Pushing the limits of self-supervised ResNets: Can we outperform supervised learning without labels on ImageNet?

Tomasev, Nenad, Bica, Ioana, McWilliams, Brian, Buesing, Lars, Pascanu, Razvan, Blundell, Charles, Mitrovic, Jovana

arXiv.org Machine Learning 

Despite recent progress made by self-supervised methods in representation learning with residual networks, they still underperform supervised learning on the ImageNet classification benchmark, limiting their applicability in performance-critical settings. Building on prior theoretical insights from Mitrovic et al., 2021, we propose ReLICv2 which combines an explicit invariance loss with a contrastive objective over a varied set of appropriately constructed data views.

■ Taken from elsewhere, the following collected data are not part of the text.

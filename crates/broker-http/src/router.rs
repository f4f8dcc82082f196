use crate::{internal, public, state::AppState};
use axum::{
    routing::{get, post},
    Router,
};
use std::sync::Arc;

pub fn build_router(state: Arc<AppState>) -> Router {
    Router::new()
        .route("/tasks", post(public::create_task).get(public::list_or_subscribe_tasks))
        .route("/tasks/:id", get(public::get_snapshot))
        .route("/tasks/:id/events", get(public::task_events))
        .route("/internal/worker/tasks", post(internal::claim))
        .route("/internal/worker/tasks/:id/ack", post(internal::ack))
        .route("/internal/worker/tasks/:id/heartbeat", post(internal::heartbeat))
        .route("/internal/tasks/:id/events", post(internal::append_event))
        .with_state(state)
}
use agent_task_broker::{config::BrokerConfig, migrate, server::BrokerServer};
use anyhow::Context;
use clap::{Parser, Subcommand};
use sqlx::postgres::PgPoolOptions;
use tracing_subscriber::EnvFilter;

#[derive(Parser, Debug)]
#[command(name = "agent-task-broker")]
#[command(about = "Task broker control plane: durable queue, leases, and event fan-out", long_about = None)]
struct Cli {
    #[command(subcommand)]
    command: Command,
}

#[derive(Subcommand, Debug)]
enum Command {
    /// Run database migrations.
    Migrate,

    /// Run the control-plane HTTP server.
    Serve,
}

#[tokio::main]
async fn main() -> anyhow::Result<()> {
    tracing_subscriber::fmt()
        .with_env_filter(EnvFilter::from_default_env())
        .init();

    let cli = Cli::parse();
    let cfg = BrokerConfig::from_env().context("load broker config")?;

    match cli.command {
        Command::Migrate => migrate::run(&cfg).await,
        Command::Serve => serve(&cfg).await,
    }
}

async fn serve(cfg: &BrokerConfig) -> anyhow::Result<()> {
    let pool = PgPoolOptions::new()
        .max_connections(10)
        .connect(&cfg.database_url)
        .await
        .context("connect store")?;

    let bind = cfg.bind_addr.parse().context("parse BIND_ADDR")?;
    let server = BrokerServer::start(pool, cfg, bind).await?;
    tracing::info!(event = "broker.started", addr = %server.addr, "task broker started");

    tokio::signal::ctrl_c().await.context("wait for ctrl_c")?;
    tracing::info!(event = "broker.shutdown", "shutting down");
    server.shutdown().await
}
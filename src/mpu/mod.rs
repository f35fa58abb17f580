// Copyright (c) 2026 MCU-Debug Authors.
//
// Licensed under the Apache License, Version 2.0 (the "License");
// you may not use this file except in compliance with the License.
// You may obtain a copy of the License at
//
//     http://www.apache.org/licenses/LICENSE-2.0
//
// Unless required by applicable law or agreed to in writing, software
// distributed under the License is distributed on an "AS IS" BASIS,
// WITHOUT WARRANTIES OR CONDITIONS OF ANY KIND, either express or implied.
// See the License for the specific language governing permissions and
// limitations under the License.

//! ARMv7-M MPU region fitting.
//!
//! Regions are power-of-two sized (32 bytes to 4 GB) and aligned to their own
//! size. A region is split into 8 subregions, and disabling the leading ones
//! lets coverage start part way into it. The planner covers a memory block
//! with at most 8 such regions.

pub mod error;
pub mod fit;
pub mod merge;
pub mod planner;
pub mod region;
pub mod srd;
pub mod table;

pub use error::{PlanError, SrdViolation};
pub use fit::{srd_fit, std_fit};
pub use merge::{Coalesce, Passthrough, RegionMerge};
pub use planner::{
    try_fit, try_fit_with, LogObserver, NoopObserver, PlanObserver, PlanStep, RegionPlan,
    RegionPlanner, StepRecorder, Strategy,
};
pub use region::Region;
pub use srd::calc_srd;
pub use table::{align_down, align_up, is_aligned, is_legal, AlignmentTable, ARMV7M, MPU_REGIONS};
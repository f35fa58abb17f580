// Copyright (c) 2026 MCU-Debug Authors.
//
// Licensed under the Apache License, Version 2.0 (the "License");
// you may not use this file except in compliance with the License.
// You may obtain a copy of the License at
//
//     http://www.apache.org/licenses/LICENSE-2.0
//
// Unless required by applicable law or agreed to in writing, software
// distributed under the License is distributed on an "AS IS" BASIS,
// WITHOUT WARRANTIES OR CONDITIONS OF ANY KIND, either express or implied.
// See the License for the specific language governing permissions and
// limitations under the License.

/// A named memory range that needs MPU coverage.
#[derive(Debug, Clone, PartialEq, Eq)]
pub struct MemoryBlock {
    pub name: String,
    pub base: u64,
    pub size: u64,
}

impl MemoryBlock {
    pub fn new(name: impl Into<String>, base: u64, size: u64) -> Self {
        Self {
            name: name.into(),
            base,
            size,
        }
    }

    /// One past the last byte, or `None` if that doesn't fit in 64 bits.
    pub fn end(&self) -> Option<u64> {
        self.base.checked_add(self.size)
    }
}

#[cfg(test)]
mod tests {
    use super::*;

    #[test]
    fn bounds() {
        let sram = MemoryBlock::new("sram", 0x2000_0000, 0x6_0000);
        assert_eq!(sram.end(), Some(0x2006_0000));
        assert_eq!(MemoryBlock::new("x", u64::MAX, 1).end(), None);
    }
}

ReLICv2 achieves 77.1% top-1 classification accuracy on ImageNet using linear evaluation with a ResNet50 architecture and 80.6% with larger ResNet models, outperforming previous state-of-the-art self-supervised approaches by a wide margin. Most notably, ReLICv2 is the first representation learning method to consistently outperform the supervised baseline in a like-for-like comparison using a range of standard ResNet architectures. Finally we show that despite using ResNet encoders, ReLICv2 is comparable to state-of-the-art self-supervised vision transformers.